*What the task asks*. Both the line with "desktop shell polls" and the line with "pub fn worker_runner(&self)" in the records below must appear in the output, along with every line between them, exactly and with nothing added.

*Available data*.
----
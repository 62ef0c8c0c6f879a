//! ragdesk - Main CLI Entry Point

use anyhow::{Context, Result};
use clap::Parser;
use colored::Colorize;
use tracing::{info, warn};
use tracing_subscriber::{EnvFilter, FmtSubscriber};

use ragdesk::{
    cli::{Args, Commands, Verbosity},
    config::Config,
    doctor::Doctor,
    generation::{Generator, OllamaClient},
    rag::RagAnswer,
    server::{AppState, HttpServer},
    store::{normalize_limit, DEFAULT_SEARCH_LIMIT},
};

fn init_logging(verbosity: Verbosity) -> Result<()> {
    let filter = EnvFilter::try_from_default_env()
        .unwrap_or_else(|_| EnvFilter::new(verbosity.filter()));

    let subscriber = FmtSubscriber::builder()
        .with_env_filter(filter)
        .with_target(false)
        .with_writer(std::io::stderr)
        .finish();
    tracing::subscriber::set_global_default(subscriber)?;
    Ok(())
}

async fn shutdown_signal() {
    if let Err(e) = tokio::signal::ctrl_c().await {
        warn!(error = %e, "failed to listen for Ctrl-C");
        std::future::pending::<()>().await;
    }
}

#[tokio::main]
async fn main() -> Result<()> {
    let args = Args::parse();
    init_logging(args.verbosity())?;

    let mut config = Config::load(args.config.as_deref()).context("Failed to load configuration")?;

    match args.command {
        Commands::Serve { port } => {
            if let Some(port) = port {
                config.server.port = port;
            }
            serve(&config).await?;
        }
        Commands::Ask {
            query,
            limit,
            show_context,
        } => {
            ask(&config, &query, limit, show_context).await?;
        }
        Commands::Search { query, limit } => {
            search(&config, &query, limit).await?;
        }
        Commands::Models => {
            list_models(&config).await?;
        }
        Commands::Doctor => {
            run_doctor(&config).await?;
        }
        Commands::Config { save } => {
            show_config(&config, save)?;
        }
    }

    Ok(())
}

async fn serve(config: &Config) -> Result<()> {
    let state = AppState::from_config(config)?;
    info!(
        model = %config.ollama.model,
        ollama = %config.ollama.url,
        store = ?config.store.backend,
        "starting ragdesk backend"
    );

    HttpServer::new(config.listen_addr(), state)
        .run(shutdown_signal())
        .await
}

async fn ask(config: &Config, query: &str, limit: i64, show_context: bool) -> Result<()> {
    let state = AppState::from_config(config)?;
    let answer = state.pipeline.answer(query, limit).await?;
    print_answer(&answer, show_context);
    Ok(())
}

fn print_answer(answer: &RagAnswer, show_context: bool) {
    println!("\n{}\n", answer.response.trim());

    if show_context {
        println!("{}", format!("Context ({} passages):", answer.context.len()).bold());
        for (idx, passage) in answer.context.iter().enumerate() {
            println!(
                "  {}. {} {}",
                idx + 1,
                passage.id.cyan(),
                format!("(distance {:.3})", passage.distance).dimmed()
            );
        }
        println!();
    }

    println!("{}", format!("model: {}", answer.model).dimmed());
}

async fn search(config: &Config, query: &str, limit: i64) -> Result<()> {
    let state = AppState::from_config(config)?;
    let limit = normalize_limit(limit, DEFAULT_SEARCH_LIMIT);
    let results = state.store.search(query, limit as i64).await?;

    if results.is_empty() {
        println!("No matching documents.");
        return Ok(());
    }

    for (idx, result) in results.iter().enumerate() {
        let preview: String = result.text.chars().take(120).collect();
        println!(
            "{}. {} {}",
            idx + 1,
            result.id.cyan(),
            format!("(distance {:.3})", result.distance).dimmed()
        );
        println!("   {}", preview.replace('\n', " "));
    }

    Ok(())
}

async fn list_models(config: &Config) -> Result<()> {
    let client = OllamaClient::new(&config.ollama)?;

    println!("\nChecking Ollama models...\n");

    match client.list_models().await {
        Ok(models) => {
            if models.is_empty() {
                println!("No models installed.");
                println!("\nPull a model with:");
                println!("  ollama pull {}", config.ollama.model);
            } else {
                println!("Available models:");
                for model in models {
                    let marker = if model.name == config.ollama.model {
                        "*".green()
                    } else {
                        " ".normal()
                    };
                    println!("  {} {}", marker, model);
                }
            }
            println!();
        }
        Err(e) => {
            eprintln!("{} {}", "Error:".red(), e);
            eprintln!("\nIs Ollama running? Start with: ollama serve");
            std::process::exit(1);
        }
    }

    Ok(())
}

async fn run_doctor(config: &Config) -> Result<()> {
    let state = AppState::from_config(config)?;
    let doctor = Doctor::new(config, state.generator, state.store);

    let checks = doctor.run_diagnostics().await;
    Doctor::display_results(&checks);

    std::process::exit(if Doctor::overall_status(&checks) { 0 } else { 1 });
}

fn show_config(config: &Config, save: bool) -> Result<()> {
    println!("{}", config.to_toml()?);

    if save {
        let path = Config::default_path().context("Cannot determine home directory")?;
        config.save(&path)?;
        println!("{} {}", "Saved to".green(), path.display());
    }

    Ok(())
}
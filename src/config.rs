//! Configuration management for ragdesk
//!
//! TOML configuration with defaults, environment overrides and validation.
//! Lookup order: explicit path, `$RAGDESK_CONFIG`, `~/.ragdesk/config.toml`,
//! built-in defaults.

use serde::{Deserialize, Serialize};
use std::path::{Path, PathBuf};

use crate::errors::{RagError, Result};
use crate::generation::{DEFAULT_MODEL, DEFAULT_OLLAMA_URL};
use crate::store::StoreScripts;
use crate::worker::WorkerRunner;

/// Environment variable naming the config file; set by the desktop shell
pub const CONFIG_ENV_VAR: &str = "RAGDESK_CONFIG";

/// Config file name looked up next to the backend executable
pub const CONFIG_FILE_NAME: &str = "ragdesk.toml";

/// Complete configuration for ragdesk
#[derive(Debug, Clone, Default, Serialize, Deserialize)]
#[serde(default)]
pub struct Config {
    pub server: ServerConfig,
    pub ollama: OllamaConfig,
    pub store: StoreConfig,
    pub workers: WorkersConfig,
    pub uploads: UploadsConfig,
}

/// Backend HTTP listener
#[derive(Debug, Clone, Serialize, Deserialize)]
#[serde(default)]
pub struct ServerConfig {
    pub host: String,
    pub port: u16,
}

/// Ollama connection configuration
#[derive(Debug, Clone, Serialize, Deserialize)]
#[serde(default)]
pub struct OllamaConfig {
    pub url: String,
    pub model: String,
}

/// Which [`crate::store::VectorStore`] implementation the backend uses
#[derive(Debug, Clone, Copy, PartialEq, Eq, Serialize, Deserialize)]
#[serde(rename_all = "lowercase")]
pub enum StoreBackend {
    /// External worker scripts
    Worker,
    /// In-process map, nothing persisted
    Memory,
}

/// Vector store location, handed to every store worker
#[derive(Debug, Clone, Serialize, Deserialize)]
#[serde(default)]
pub struct StoreConfig {
    pub backend: StoreBackend,
    pub db_path: String,
    pub table: String,
}

/// Worker scripts and the interpreter that runs them
#[derive(Debug, Clone, Serialize, Deserialize)]
#[serde(default)]
pub struct WorkersConfig {
    pub interpreter: String,
    /// Defaults to `scripts/` next to the running executable
    pub scripts_dir: Option<PathBuf>,
    pub add: String,
    pub search: String,
    pub list: String,
    pub delete: String,
    pub update_metadata: String,
    pub stats: String,
    pub extract: String,
    pub health_module: String,
}

/// Where uploaded files are kept before extraction
#[derive(Debug, Clone, Serialize, Deserialize)]
#[serde(default)]
pub struct UploadsConfig {
    pub dir: PathBuf,
}

impl Default for ServerConfig {
    fn default() -> Self {
        Self {
            host: "127.0.0.1".to_string(),
            port: 8001,
        }
    }
}

impl Default for OllamaConfig {
    fn default() -> Self {
        Self {
            url: DEFAULT_OLLAMA_URL.to_string(),
            model: DEFAULT_MODEL.to_string(),
        }
    }
}

impl Default for StoreConfig {
    fn default() -> Self {
        Self {
            backend: StoreBackend::Worker,
            db_path: "./data/lancedb".to_string(),
            table: "documents".to_string(),
        }
    }
}

impl Default for WorkersConfig {
    fn default() -> Self {
        let scripts = StoreScripts::default();
        Self {
            interpreter: "python".to_string(),
            scripts_dir: None,
            add: scripts.add,
            search: scripts.search,
            list: scripts.list,
            delete: scripts.delete,
            update_metadata: scripts.update_metadata,
            stats: scripts.stats,
            extract: "process_document.py".to_string(),
            health_module: scripts.health_module,
        }
    }
}

impl Default for UploadsConfig {
    fn default() -> Self {
        Self {
            dir: PathBuf::from("./data/uploads"),
        }
    }
}

impl Config {
    /// Load configuration from the first available source, then apply
    /// environment overrides and validate
    pub fn load(path: Option<&Path>) -> Result<Self> {
        let mut config = match Self::resolve_path(path) {
            Some(path) => Self::load_from_file(&path)?,
            None => Config::default(),
        };
        config.apply_env(|key| std::env::var(key).ok());
        config.validate()?;
        Ok(config)
    }

    fn resolve_path(explicit: Option<&Path>) -> Option<PathBuf> {
        if let Some(path) = explicit {
            return Some(path.to_path_buf());
        }
        if let Ok(path) = std::env::var(CONFIG_ENV_VAR) {
            let path = PathBuf::from(path);
            if path.exists() {
                return Some(path);
            }
        }
        Self::default_path().filter(|p| p.exists())
    }

    /// `~/.ragdesk/config.toml`
    pub fn default_path() -> Option<PathBuf> {
        dirs::home_dir().map(|home| home.join(".ragdesk").join("config.toml"))
    }

    /// Load configuration from specific file
    pub fn load_from_file(path: &Path) -> Result<Self> {
        let contents = std::fs::read_to_string(path).map_err(|e| {
            RagError::Config(format!("Failed to read config {}: {}", path.display(), e))
        })?;

        toml::from_str(&contents)
            .map_err(|e| RagError::Config(format!("Failed to parse config: {}", e)))
    }

    /// Override values from environment variables
    pub fn apply_env<F>(&mut self, lookup: F)
    where
        F: Fn(&str) -> Option<String>,
    {
        if let Some(url) = lookup("OLLAMA_URL") {
            self.ollama.url = url;
        }
        if let Some(model) = lookup("OLLAMA_MODEL") {
            self.ollama.model = model;
        }
        if let Some(path) = lookup("LANCEDB_PATH") {
            self.store.db_path = path;
        }
        if let Some(table) = lookup("LANCEDB_TABLE") {
            self.store.table = table;
        }
        if let Some(port) = lookup("PORT").and_then(|p| p.parse().ok()) {
            self.server.port = port;
        }
    }

    /// Validate configuration values
    pub fn validate(&self) -> Result<()> {
        if self.server.port == 0 {
            return Err(RagError::Config("server.port must be greater than 0".to_string()));
        }
        if self.ollama.url.trim().is_empty() {
            return Err(RagError::Config("ollama.url must not be empty".to_string()));
        }
        if self.ollama.model.trim().is_empty() {
            return Err(RagError::Config("ollama.model must not be empty".to_string()));
        }
        if self.store.table.trim().is_empty() {
            return Err(RagError::Config("store.table must not be empty".to_string()));
        }
        if self.workers.interpreter.trim().is_empty() {
            return Err(RagError::Config("workers.interpreter must not be empty".to_string()));
        }
        Ok(())
    }

    /// Save configuration to file
    pub fn save(&self, path: &Path) -> Result<()> {
        if let Some(parent) = path.parent() {
            std::fs::create_dir_all(parent)?;
        }
        std::fs::write(path, self.to_toml()?)?;
        Ok(())
    }

    pub fn to_toml(&self) -> Result<String> {
        toml::to_string_pretty(self)
            .map_err(|e| RagError::Config(format!("Failed to serialize config: {}", e)))
    }

    /// Address the backend listens on
    pub fn listen_addr(&self) -> String {
        format!("{}:{}", self.server.host, self.server.port)
    }

    /// Health URL the desktop shell polls
    pub fn health_url(&self) -> String {
        format!("http://localhost:{}/health", self.server.port)
    }

    /// Scripts directory, defaulting to `scripts/` beside the executable
    pub fn scripts_dir(&self) -> PathBuf {
        if let Some(dir) = &self.workers.scripts_dir {
            return dir.clone();
        }
        std::env::current_exe()
            .ok()
            .and_then(|exe| exe.canonicalize().ok())
            .and_then(|exe| exe.parent().map(|p| p.join("scripts")))
            .unwrap_or_else(|| PathBuf::from("scripts"))
    }

    /// Worker runner carrying the store location in its environment
    pub fn worker_runner(&self) -> WorkerRunner {
        WorkerRunner::new(&self.workers.interpreter, self.scripts_dir())
            .with_env("LANCEDB_PATH", &self.store.db_path)
            .with_env("LANCEDB_TABLE", &self.store.table)
    }

    pub fn store_scripts(&self) -> StoreScripts {
        StoreScripts {
            add: self.workers.add.clone(),
            search: self.workers.search.clone(),
            list: self.workers.list.clone(),
            delete: self.workers.delete.clone(),
            update_metadata: self.workers.update_metadata.clone(),
            stats: self.workers.stats.clone(),
            health_module: self.workers.health_module.clone(),
        }
    }
}
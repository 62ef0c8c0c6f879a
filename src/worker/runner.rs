//! Worker process execution
//!
//! Runs an external program to completion and hands back its stdout.
//! - argv arrays only, never a shell
//! - stdout and stderr captured; nothing is surfaced before exit
//! - no timeout: a hung worker blocks the calling task

use std::path::{Path, PathBuf};
use std::process::Stdio;
use std::time::Instant;

use serde::de::DeserializeOwned;
use tokio::process::Command;
use tracing::debug;

use crate::errors::{RagError, Result};
use crate::worker::request::WorkerRequest;

/// Run `program` with `args` and return its stdout.
///
/// Fails with [`RagError::WorkerExecution`] when the program cannot be
/// started or exits non-zero; the captured output is attached.
pub async fn invoke(program: &str, args: &[String], envs: &[(String, String)]) -> Result<Vec<u8>> {
    let start = Instant::now();

    let mut cmd = Command::new(program);
    cmd.args(args)
        .envs(envs.iter().map(|(k, v)| (k.as_str(), v.as_str())))
        .stdin(Stdio::null())
        .stdout(Stdio::piped())
        .stderr(Stdio::piped());

    let output = cmd.output().await.map_err(|e| RagError::WorkerExecution {
        program: program.to_string(),
        reason: format!("failed to start: {}", e),
        output: String::new(),
    })?;

    debug!(
        program,
        status = %output.status,
        stdout_bytes = output.stdout.len(),
        elapsed_ms = start.elapsed().as_millis() as u64,
        "worker finished"
    );

    if !output.status.success() {
        return Err(RagError::WorkerExecution {
            program: program.to_string(),
            reason: format!("exited with {}", output.status),
            output: combine_output(&output.stdout, &output.stderr),
        });
    }

    Ok(output.stdout)
}

fn combine_output(stdout: &[u8], stderr: &[u8]) -> String {
    let stdout = String::from_utf8_lossy(stdout);
    let stderr = String::from_utf8_lossy(stderr);
    if stderr.trim().is_empty() {
        stdout.into_owned()
    } else {
        format!("STDOUT:\n{}\n\nSTDERR:\n{}", stdout, stderr)
    }
}

/// Decode a worker's stdout as JSON.
///
/// Surrounding whitespace is ignored. Anything else that is not the expected
/// shape fails with [`RagError::WorkerOutput`].
pub fn decode_output<T: DeserializeOwned>(program: &str, bytes: &[u8]) -> Result<T> {
    let text = String::from_utf8_lossy(bytes);
    let trimmed = text.trim();
    if trimmed.is_empty() {
        return Err(RagError::WorkerOutput {
            program: program.to_string(),
            reason: "empty output".to_string(),
        });
    }

    serde_json::from_str(trimmed).map_err(|e| RagError::WorkerOutput {
        program: program.to_string(),
        reason: format!("{} in {:?}", e, truncate(trimmed, 200)),
    })
}

fn truncate(text: &str, max: usize) -> &str {
    match text.char_indices().nth(max) {
        Some((idx, _)) => &text[..idx],
        None => text,
    }
}

/// Runs worker scripts through a fixed interpreter
#[derive(Debug, Clone)]
pub struct WorkerRunner {
    interpreter: String,
    scripts_dir: PathBuf,
    envs: Vec<(String, String)>,
}

impl WorkerRunner {
    /// Create a runner for scripts in `scripts_dir`
    pub fn new(interpreter: impl Into<String>, scripts_dir: impl Into<PathBuf>) -> Self {
        Self {
            interpreter: interpreter.into(),
            scripts_dir: scripts_dir.into(),
            envs: Vec::new(),
        }
    }

    /// Add an environment variable passed to every worker
    pub fn with_env(mut self, key: impl Into<String>, value: impl Into<String>) -> Self {
        self.envs.push((key.into(), value.into()));
        self
    }

    pub fn interpreter(&self) -> &str {
        &self.interpreter
    }

    pub fn scripts_dir(&self) -> &Path {
        &self.scripts_dir
    }

    pub fn envs(&self) -> &[(String, String)] {
        &self.envs
    }

    /// Full path of a worker script
    pub fn script_path(&self, script: &str) -> PathBuf {
        self.scripts_dir.join(script)
    }

    /// Execute one request and return the raw stdout.
    ///
    /// The payload file (if any) lives until this call returns, on every path.
    pub async fn run(&self, request: &WorkerRequest) -> Result<Vec<u8>> {
        let (resolved, _payload_file) = request.materialize()?;

        let mut args = Vec::with_capacity(resolved.len() + 1);
        args.push(self.script_path(request.script()).to_string_lossy().into_owned());
        args.extend(resolved);

        debug!(
            interpreter = %self.interpreter,
            script = request.script(),
            payload = request.has_payload(),
            "invoking worker"
        );

        invoke(&self.interpreter, &args, &self.envs).await
    }

    /// Execute one request and decode its stdout as JSON
    pub async fn run_json<T: DeserializeOwned>(&self, request: &WorkerRequest) -> Result<T> {
        let bytes = self.run(request).await?;
        decode_output(request.script(), &bytes)
    }

    /// Run the interpreter with raw arguments; any failure is `false`
    pub async fn succeeds(&self, args: &[&str]) -> bool {
        let args: Vec<String> = args.iter().map(|a| a.to_string()).collect();
        invoke(&self.interpreter, &args, &self.envs).await.is_ok()
    }
}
----
*Written response*.
    /// Health URL the desktop shell polls
    pub fn health_url(&self) -> String {
        format!("http://localhost:{}/health", self.server.port)
    }

    /// Scripts directory, defaulting to `scripts/` beside the executable
    pub fn scripts_dir(&self) -> PathBuf {
        if let Some(dir) = &self.workers.scripts_dir {
            return dir.clone();
        }
        std::env::current_exe()
            .ok()
            .and_then(|exe| exe.canonicalize().ok())
            .and_then(|exe| exe.parent().map(|p| p.join("scripts")))
            .unwrap_or_else(|| PathBuf::from("scripts"))
    }

    /// Worker runner carrying the store location in its environment
    pub fn worker_runner(&self) -> WorkerRunner {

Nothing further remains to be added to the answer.